Lewis’s thesis is simple, but profound: Dealing with catastrophic risks is the purview of government.

In particular, the U.S. government bears the unenviable burden of “the biggest portfolio of such risks ever managed by a single institution in the history of the world.” Some of these risks spring readily to mind — financial crises, hurricanes and terrorist threats, just to name a few. Others, such as a global pandemic, previously might have seemed too far-fetched to be worthy of serious consideration. Lewis warns that these risks are “like bombs with very long fuses that … might or might not explode” in the distant future.

Climate change falls squarely in this category. It is far easier to mobilize resources and public support to combat a spreading virus than to make investments and formulate policy which might only reap rewards decades from now. It is even more challenging when multiple government agencies are involved, requiring the hard, thankless work of endless coordination.

This was one lesson of the financial crisis: it wasn’t always easy to know which government entity had regulatory oversight of a complex cast of financial actors and a dizzying array of exotic instruments. Similarly, a threat such as climate change permeates so many elements of society and the economy that it’s hard to know who should do what.

Thankfully, a timely new report from Ceres, a Boston-based sustainability organization, has eliminated some of that hard work. “Addressing Climate as a Systemic Risk,” produced by the Ceres Accelerator for Sustainable Capital Markets, exhorts U.S. financial regulators to take proactive steps to understand climate change.

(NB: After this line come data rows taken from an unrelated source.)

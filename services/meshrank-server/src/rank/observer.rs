//! Observer rank engine (C6).

use meshrank_geo::Gps;
use meshrank_protocol::ObserverRankItem;

use super::clamp01;

pub const REPEATER_ASSOCIATION_WINDOW_HOURS: i64 = 72;
pub const PACKETS_TODAY_WINDOW_HOURS: i64 = 24;
const COVERAGE_RADIUS_KM: f64 = 300.0;
const OFFLINE_AGE_HOURS: f64 = 24.0;

#[derive(Debug, Clone)]
pub struct RepeaterCandidate {
    pub pub_key: String,
    pub name: String,
    pub gps: Option<Gps>,
    pub rssi: f64,
}

pub struct ObserverInputs {
    pub observer_id: String,
    pub own_gps: Option<Gps>,
    pub packets_today: u64,
    pub uptime_hours: f64,
    pub age_hours: f64,
    /// zero-hop adverts heard from repeaters, with their RSSI.
    pub heard_repeaters: Vec<RepeaterCandidate>,
}

pub struct ObserverComputed {
    pub item: ObserverRankItem,
    pub offline: bool,
    pub nearest_repeater_name: Option<String>,
    pub nearest_repeater_km: Option<f64>,
}

pub fn compute_observer_rank(inputs: &ObserverInputs) -> ObserverComputed {
    let best_repeater = inputs
        .heard_repeaters
        .iter()
        .filter(|r| r.gps.is_some())
        .max_by(|a, b| a.rssi.partial_cmp(&b.rssi).unwrap_or(std::cmp::Ordering::Equal));

    let gps = inputs.own_gps.or_else(|| best_repeater.and_then(|r| r.gps));

    let coverage: std::collections::HashSet<String> = match gps {
        Some(gps) => inputs
            .heard_repeaters
            .iter()
            .filter(|r| r.rssi != 0.0)
            .filter(|r| r.gps.map(|g| gps.distance_km(g) <= COVERAGE_RADIUS_KM).unwrap_or(false))
            .map(|r| r.pub_key.clone())
            .collect(),
        None => std::collections::HashSet::new(),
    };

    let (nearest_name, nearest_km) = match gps {
        Some(gps) => inputs
            .heard_repeaters
            .iter()
            .filter_map(|r| r.gps.map(|g| (r, gps.distance_km(g))))
            .filter(|(_, d)| *d <= COVERAGE_RADIUS_KM)
            .min_by(|a, b| a.1.partial_cmp(&b.1).unwrap_or(std::cmp::Ordering::Equal))
            .map(|(r, d)| (Some(r.name.clone()), Some(d)))
            .unwrap_or((None, None)),
        None => (None, None),
    };

    let uptime_score = clamp01(inputs.uptime_hours / 48.0);
    let traffic_score = clamp01(inputs.packets_today as f64 / 2000.0);
    let score = (100.0 * (0.6 * uptime_score + 0.4 * traffic_score)).round();
    let offline = inputs.age_hours > OFFLINE_AGE_HOURS;

    ObserverComputed {
        item: ObserverRankItem {
            observer_id: inputs.observer_id.clone(),
            score,
            messages_heard: inputs.packets_today,
            unique_repeaters_heard: coverage.len() as u64,
            gps,
            last_seen: None,
            best_repeater_pub: best_repeater.map(|r| r.pub_key.clone()),
            nearest_repeater_name: nearest_name.clone(),
            nearest_repeater_km: nearest_km,
            offline,
        },
        offline,
        nearest_repeater_name: nearest_name,
        nearest_repeater_km: nearest_km,
    }
}

/// Sort order: online first, then score desc, then packets-today desc.
pub fn sort_observers(mut items: Vec<(ObserverComputed, bool)>) -> Vec<ObserverRankItem> {
    items.sort_by(|(a, a_online), (b, b_online)| {
        b_online
            .cmp(a_online)
            .then(b.item.score.partial_cmp(&a.item.score).unwrap_or(std::cmp::Ordering::Equal))
            .then(b.item.messages_heard.cmp(&a.item.messages_heard))
    });
    items.into_iter().map(|(c, _)| c.item).collect()
}

#[cfg(test)]
mod tests {
    use super::*;

    #[test]
    fn offline_when_age_exceeds_24h() {
        let inputs = ObserverInputs {
            observer_id: "OBS1".into(),
            own_gps: None,
            packets_today: 0,
            uptime_hours: 0.0,
            age_hours: 25.0,
            heard_repeaters: vec![],
        };
        assert!(compute_observer_rank(&inputs).offline);
    }

    #[test]
    fn gps_falls_back_to_best_repeater() {
        let inputs = ObserverInputs {
            observer_id: "OBS1".into(),
            own_gps: None,
            packets_today: 10,
            uptime_hours: 10.0,
            age_hours: 1.0,
            heard_repeaters: vec![RepeaterCandidate {
                pub_key: "R1".into(),
                name: "Hilltop".into(),
                gps: Some(Gps::new(51.5, -0.1)),
                rssi: -60.0,
            }],
        };
        let computed = compute_observer_rank(&inputs);
        assert!(computed.item.gps.is_some());
        assert_eq!(computed.nearest_repeater_name.as_deref(), Some("Hilltop"));
    }

    #[test]
    fn score_formula_matches_weighted_sum() {
        let inputs = ObserverInputs {
            observer_id: "OBS1".into(),
            own_gps: Some(Gps::new(0.0, 1.0)),
            packets_today: 2000,
            uptime_hours: 48.0,
            age_hours: 0.0,
            heard_repeaters: vec![],
        };
        let computed = compute_observer_rank(&inputs);
        assert_eq!(computed.item.score, 100.0);
    }
}
//! Mesh score engine (C7): a daily aggregate computed from a rolling window
//! of decoded RF lines.

use chrono::NaiveDate;
use meshrank_protocol::MeshScoreDay;

use super::clamp01;

pub struct DayInputs {
    pub day: NaiveDate,
    pub unique_messages: u64,
    pub total_repeats: u64,
    pub repeaters_active_24h: u32,
    pub repeaters_total: u32,
    pub rooms: u32,
    pub chats: u32,
    pub companions: u32,
}

pub fn compute_day(inputs: &DayInputs) -> MeshScoreDay {
    let avg_repeats = if inputs.unique_messages > 0 {
        inputs.total_repeats as f64 / inputs.unique_messages as f64
    } else {
        0.0
    };
    let message_score = clamp01(inputs.unique_messages as f64 / 200.0);
    let repeat_score = clamp01(avg_repeats / 5.0);
    let active_ratio = if inputs.repeaters_total > 0 {
        inputs.repeaters_active_24h as f64 / inputs.repeaters_total as f64
    } else {
        0.0
    };
    let node_score = clamp01(
        (inputs.repeaters_total + inputs.rooms + inputs.chats + inputs.companions) as f64 / 200.0,
    );

    let score =
        (100.0 * (0.35 * active_ratio + 0.30 * message_score + 0.20 * repeat_score + 0.15 * node_score))
            .round();

    MeshScoreDay {
        day: inputs.day,
        score,
        active_repeaters: inputs.repeaters_active_24h,
        active_observers: 0,
        messages: inputs.unique_messages,
    }
}

#[cfg(test)]
mod tests {
    use super::*;

    #[test]
    fn empty_day_scores_zero() {
        let day = compute_day(&DayInputs {
            day: NaiveDate::from_ymd_opt(2026, 1, 1).unwrap(),
            unique_messages: 0,
            total_repeats: 0,
            repeaters_active_24h: 0,
            repeaters_total: 0,
            rooms: 0,
            chats: 0,
            companions: 0,
        });
        assert_eq!(day.score, 0.0);
    }

    #[test]
    fn fully_active_saturated_day_scores_100() {
        let day = compute_day(&DayInputs {
            day: NaiveDate::from_ymd_opt(2026, 1, 1).unwrap(),
            unique_messages: 200,
            total_repeats: 1000,
            repeaters_active_24h: 10,
            repeaters_total: 10,
            rooms: 100,
            chats: 50,
            companions: 40,
        });
        assert_eq!(day.score, 100.0);
    }
}
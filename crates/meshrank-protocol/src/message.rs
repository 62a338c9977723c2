use meshrank_geo::Gps;
use serde::{Deserialize, Serialize};

/// A channel-directory entry. `code` is the client-supplied PSK/name hash
/// used to look up the channel without trusting the plaintext name.
#[derive(Debug, Clone, PartialEq, Serialize, Deserialize)]
pub struct Channel {
    pub name: String,
    #[serde(default)]
    pub emoji: Option<String>,
    #[serde(default)]
    pub group: Option<String>,
    pub code: String,
    #[serde(default)]
    pub allow_popular: bool,
    pub created_at: String,
}

/// One decoded mesh message, deduplicated on `(message_hash)` and carrying
/// the best-known repeat path.
#[derive(Debug, Clone, PartialEq, Serialize, Deserialize)]
pub struct Message {
    pub message_hash: String,
    pub frame_hash: String,
    pub channel_name: String,
    #[serde(default)]
    pub sender: Option<String>,
    pub body: String,
    pub ts: String,
    pub path_length: u32,
    #[serde(default)]
    pub path: Vec<String>,
    pub repeats: u32,
}

/// Raw observation: which observer saw this message, by what path, when.
#[derive(Debug, Clone, PartialEq, Serialize, Deserialize)]
pub struct MessageObserver {
    pub message_hash: String,
    pub observer_id: String,
    #[serde(default)]
    pub path: Vec<String>,
    #[serde(default)]
    pub ts_ms: Option<i64>,
}

/// A node in a resolved display path: hash byte, resolved name (if any
/// device claims it), and GPS (if usable).
#[derive(Debug, Clone, PartialEq, Serialize, Deserialize)]
pub struct PathPoint {
    pub hash: String,
    #[serde(default)]
    pub name: Option<String>,
    #[serde(default)]
    pub gps: Option<Gps>,
}

/// The assembled, display-ready form of a message: the merge of the
/// canonical [`Message`] row with every [`MessageObserver`] that has been
/// seen for it, resolved against the device table.
#[derive(Debug, Clone, PartialEq, Serialize, Deserialize)]
pub struct MessageView {
    pub message_hash: String,
    pub frame_hash: String,
    pub channel_name: String,
    #[serde(default)]
    pub sender: Option<String>,
    pub body: String,
    pub ts: String,
    pub repeats: u32,
    pub path: Vec<String>,
    pub path_names: Vec<String>,
    pub path_points: Vec<PathPoint>,
    pub path_length: u32,
    pub observer_hits: Vec<String>,
    pub observer_count: u32,
    pub observer_paths: Vec<Vec<String>>,
}

#[cfg(test)]
mod tests {
    use super::*;

    #[test]
    fn message_view_round_trips_through_json() {
        let view = MessageView {
            message_hash: "m1".into(),
            frame_hash: "f1".into(),
            channel_name: "general".into(),
            sender: Some("node1".into()),
            body: "hi".into(),
            ts: "2026-01-01T00:00:00Z".into(),
            repeats: 2,
            path: vec!["AB".into(), "CD".into()],
            path_names: vec!["Repeater A".into()],
            path_points: vec![PathPoint {
                hash: "AB".into(),
                name: Some("Repeater A".into()),
                gps: None,
            }],
            path_length: 2,
            observer_hits: vec!["OBS1".into(), "OBS2".into(), "OBS3".into()],
            observer_count: 2,
            observer_paths: vec![vec!["AB".into()]],
        };
        let json = serde_json::to_string(&view).unwrap();
        let back: MessageView = serde_json::from_str(&json).unwrap();
        assert_eq!(back, view);
    }
}
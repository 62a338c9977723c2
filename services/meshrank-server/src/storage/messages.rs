use std::collections::{HashMap, HashSet};

use rusqlite::{params_from_iter, Connection};

use meshrank_protocol::PacketUpdate;

use crate::db::DbError;

/// One raw `messages` row, before path resolution/observer merge (C3 takes
/// it from here).
#[derive(Debug, Clone, PartialEq)]
pub struct MessageRow {
    pub message_hash: String,
    pub frame_hash: String,
    pub channel_name: String,
    pub sender: Option<String>,
    pub body: String,
    pub ts: String,
    pub path_json: Option<String>,
    pub path_text: Option<String>,
    pub path_length: u32,
    pub repeats: u32,
}

/// Aggregated observer data for a set of message hashes: distinct observer
/// ids and the union of path tokens contributed by each observer.
#[derive(Debug, Clone, Default)]
pub struct ObserverAgg {
    pub observer_ids: Vec<String>,
    pub paths: Vec<Vec<String>>,
}

pub fn read_messages(
    conn: &Connection,
    channel: Option<&str>,
    limit: u32,
    before: Option<&str>,
) -> Result<Vec<MessageRow>, DbError> {
    let mut sql = String::from(
        "SELECT message_hash, frame_hash, channel_name, sender, body, ts, path_json, path_text, \
         path_length, repeats FROM messages WHERE 1=1",
    );
    let mut args: Vec<String> = Vec::new();
    if let Some(channel) = channel {
        sql.push_str(" AND channel_name = ?");
        args.push(channel.to_owned());
    }
    if let Some(before) = before {
        sql.push_str(" AND ts < ?");
        args.push(before.to_owned());
    }
    sql.push_str(" ORDER BY ts DESC LIMIT ?");
    args.push(limit.to_string());

    let mut stmt = conn.prepare(&sql)?;
    let rows = stmt.query_map(params_from_iter(args.iter()), map_message_row)?;
    let mut out: Vec<MessageRow> = rows.collect::<Result<_, _>>()?;
    // Ordering: callers always receive ascending ts (§4.4); the DESC/LIMIT
    // query above selects the newest `limit` rows, so flip before returning.
    out.reverse();
    Ok(out)
}

pub fn find_message(conn: &Connection, message_hash: &str) -> Result<Option<MessageRow>, DbError> {
    let mut stmt = conn.prepare(
        "SELECT message_hash, frame_hash, channel_name, sender, body, ts, path_json, path_text, \
         path_length, repeats FROM messages WHERE message_hash = ?1",
    )?;
    let mut rows = stmt.query_map([message_hash], map_message_row)?;
    Ok(rows.next().transpose()?)
}

fn map_message_row(row: &rusqlite::Row<'_>) -> rusqlite::Result<MessageRow> {
    Ok(MessageRow {
        message_hash: row.get(0)?,
        frame_hash: row.get(1)?,
        channel_name: row.get(2)?,
        sender: row.get(3)?,
        body: row.get(4)?,
        ts: row.get(5)?,
        path_json: row.get(6)?,
        path_text: row.get(7)?,
        path_length: row.get::<_, i64>(8)? as u32,
        repeats: row.get::<_, i64>(9)? as u32,
    })
}

/// Batch lookup of observer aggregates for a set of message hashes, used so
/// C3/C4 never issue one query per message.
pub fn read_message_observer_agg(
    conn: &Connection,
    hashes: &[String],
) -> Result<HashMap<String, ObserverAgg>, DbError> {
    if hashes.is_empty() {
        return Ok(HashMap::new());
    }
    let placeholders = hashes.iter().map(|_| "?").collect::<Vec<_>>().join(",");
    let sql = format!(
        "SELECT message_hash, observer_id, path_json, path_text FROM message_observers \
         WHERE message_hash IN ({placeholders})"
    );
    let mut stmt = conn.prepare(&sql)?;
    let rows = stmt.query_map(params_from_iter(hashes.iter()), |row| {
        let hash: String = row.get(0)?;
        let observer_id: String = row.get(1)?;
        let path_json: Option<String> = row.get(2)?;
        let path_text: Option<String> = row.get(3)?;
        Ok((hash, observer_id, path_json, path_text))
    })?;
    let mut agg: HashMap<String, ObserverAgg> = HashMap::new();
    for row in rows {
        let (hash, observer_id, path_json, path_text) = row?;
        let entry = agg.entry(hash).or_default();
        entry.observer_ids.push(observer_id);
        let path = decode_path(path_json.as_deref(), path_text.as_deref());
        if !path.is_empty() {
            entry.paths.push(path);
        }
    }
    Ok(agg)
}

pub fn decode_path(path_json: Option<&str>, path_text: Option<&str>) -> Vec<String> {
    if let Some(json) = path_json {
        if let Ok(tokens) = serde_json::from_str::<Vec<String>>(json) {
            return tokens;
        }
    }
    if let Some(text) = path_text {
        return text
            .split('|')
            .map(|s| s.trim().to_uppercase())
            .filter(|s| !s.is_empty())
            .collect();
    }
    Vec::new()
}

pub fn last_message_observer_rowid(conn: &Connection) -> Result<i64, DbError> {
    Ok(conn
        .query_row("SELECT coalesce(max(rowid), 0) FROM message_observers", [], |r| r.get(0))
        .unwrap_or(0))
}

pub fn last_message_rowid(conn: &Connection) -> Result<i64, DbError> {
    Ok(conn
        .query_row("SELECT coalesce(max(rowid), 0) FROM messages", [], |r| r.get(0))
        .unwrap_or(0))
}

/// Rows inserted after `after_rowid`, oldest first, for the live-update
/// poller. `messages` has no autoincrement column of its own (its primary
/// key is the hash), so this rides SQLite's implicit `rowid`.
pub fn read_messages_since(
    conn: &Connection,
    after_rowid: i64,
    limit: u32,
) -> Result<Vec<(i64, MessageRow)>, DbError> {
    let mut stmt = conn.prepare(
        "SELECT rowid, message_hash, frame_hash, channel_name, sender, body, ts, path_json, path_text, \
         path_length, repeats FROM messages WHERE rowid > ?1 ORDER BY rowid ASC LIMIT ?2",
    )?;
    let rows = stmt.query_map(rusqlite::params![after_rowid, limit], |row| {
        Ok((
            row.get::<_, i64>(0)?,
            MessageRow {
                message_hash: row.get(1)?,
                frame_hash: row.get(2)?,
                channel_name: row.get(3)?,
                sender: row.get(4)?,
                body: row.get(5)?,
                ts: row.get(6)?,
                path_json: row.get(7)?,
                path_text: row.get(8)?,
                path_length: row.get::<_, i64>(9)? as u32,
                repeats: row.get::<_, i64>(10)? as u32,
            },
        ))
    })?;
    rows.collect::<Result<_, _>>().map_err(DbError::from)
}

/// `message_observers` rows inserted after `after_rowid`, collapsed into one
/// [`PacketUpdate`] per distinct `message_hash` (§4.9's 1s poll). Returns the
/// highest rowid seen so the caller can advance its cursor even when several
/// rows for the same message land in one tick.
pub fn read_message_observer_updates_since(
    conn: &Connection,
    after_rowid: i64,
    limit: u32,
) -> Result<(i64, Vec<PacketUpdate>), DbError> {
    let mut stmt = conn.prepare(
        "SELECT rowid, message_hash FROM message_observers WHERE rowid > ?1 ORDER BY rowid ASC LIMIT ?2",
    )?;
    let rows: Vec<(i64, String)> = stmt
        .query_map(rusqlite::params![after_rowid, limit], |row| Ok((row.get(0)?, row.get(1)?)))?
        .collect::<Result<_, _>>()?;

    let Some(max_rowid) = rows.iter().map(|(rowid, _)| *rowid).max() else {
        return Ok((after_rowid, Vec::new()));
    };

    let mut seen: HashSet<String> = HashSet::new();
    let mut hashes: Vec<String> = Vec::new();
    for (_, hash) in &rows {
        if seen.insert(hash.clone()) {
            hashes.push(hash.clone());
        }
    }

    let agg = read_message_observer_agg(conn, &hashes)?;
    let placeholders = hashes.iter().map(|_| "?").collect::<Vec<_>>().join(",");
    let sql = format!(
        "SELECT message_hash, frame_hash, path_length, repeats FROM messages WHERE message_hash IN ({placeholders})"
    );
    let mut mstmt = conn.prepare(&sql)?;
    let mrows = mstmt.query_map(params_from_iter(hashes.iter()), |row| {
        Ok((
            row.get::<_, String>(0)?,
            row.get::<_, String>(1)?,
            row.get::<_, i64>(2)?,
            row.get::<_, i64>(3)?,
        ))
    })?;

    let mut updates = Vec::new();
    for row in mrows {
        let (message_hash, frame_hash, path_length, repeats) = row?;
        let observer_hits = agg.get(&message_hash).map(|a| a.observer_ids.clone()).unwrap_or_default();
        updates.push(PacketUpdate {
            message_hash,
            frame_hash,
            observer_hits,
            path_length,
            repeats,
        });
    }
    Ok((max_rowid, updates))
}
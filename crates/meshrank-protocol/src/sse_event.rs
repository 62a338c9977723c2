//! The tagged union broadcast on the dashboard and bot SSE streams. Follows
//! the same `type`-tagged, snake_case convention the rest of this service's
//! wire surface uses.

use serde::{Deserialize, Serialize};

use crate::rank::{MeshScoreSeries, ObserverRankItem, RankCache};

/// One message's aggregated delta for a `packet` SSE tick: every
/// `message_observers` row for the same `message_hash` collapses into a
/// single update rather than one event per row.
#[derive(Debug, Clone, PartialEq, Serialize, Deserialize)]
#[serde(rename_all = "camelCase")]
pub struct PacketUpdate {
    pub message_hash: String,
    pub frame_hash: String,
    pub observer_hits: Vec<String>,
    pub path_length: i64,
    pub repeats: i64,
}

#[derive(Debug, Clone, PartialEq, Serialize, Deserialize)]
#[serde(tag = "type", rename_all = "snake_case")]
pub enum SseEvent {
    /// Sent once, immediately after a client subscribes.
    Ready { server_time: String },
    /// One or more messages with newly observed `message_observers` rows,
    /// aggregated per message hash.
    Packet { updates: Vec<PacketUpdate> },
    /// Periodic counters: ingest lag, active streams, buffer depth.
    CountersUpdated {
        ingested_total: u64,
        observers_active: u32,
        repeaters_active: u32,
    },
    /// Fired whenever the repeater/observer/meshscore caches are recomputed.
    RanksUpdated {
        repeater_rank: RankCache,
        observer_rank: Vec<ObserverRankItem>,
        meshscore: MeshScoreSeries,
    },
    Health { healthy: bool, detail: String },
    /// A UI log line, mirrored from the ring-buffered logger.
    LogEntry { line: String },
    Ping,
    Error { code: String, message: String },
    /// A bot-channel reply, delivered over the separate bot SSE stream.
    BotReply {
        channel_name: String,
        body: String,
        in_reply_to: String,
    },
}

Appropriate oversight by financial regulators involves the collection of data, which can assist federal, state and municipal authorities in planning for a changing climate.

The report offers 50 specific recommendations to seven federal financial regulatory agencies, as well as state and federal insurance regulators. Broadly speaking, Ceres calls for regulators to assess climate impact on financial market stability, increase oversight where climate change creates risk, and foster greater disclosure from companies and financial intermediaries. 

Investors should cheer these ambitions. That’s why we joined more than 70 other signatories, including investment firms with more than $1 trillion of assets under management, in supporting a Ceres-led letter backing this initiative.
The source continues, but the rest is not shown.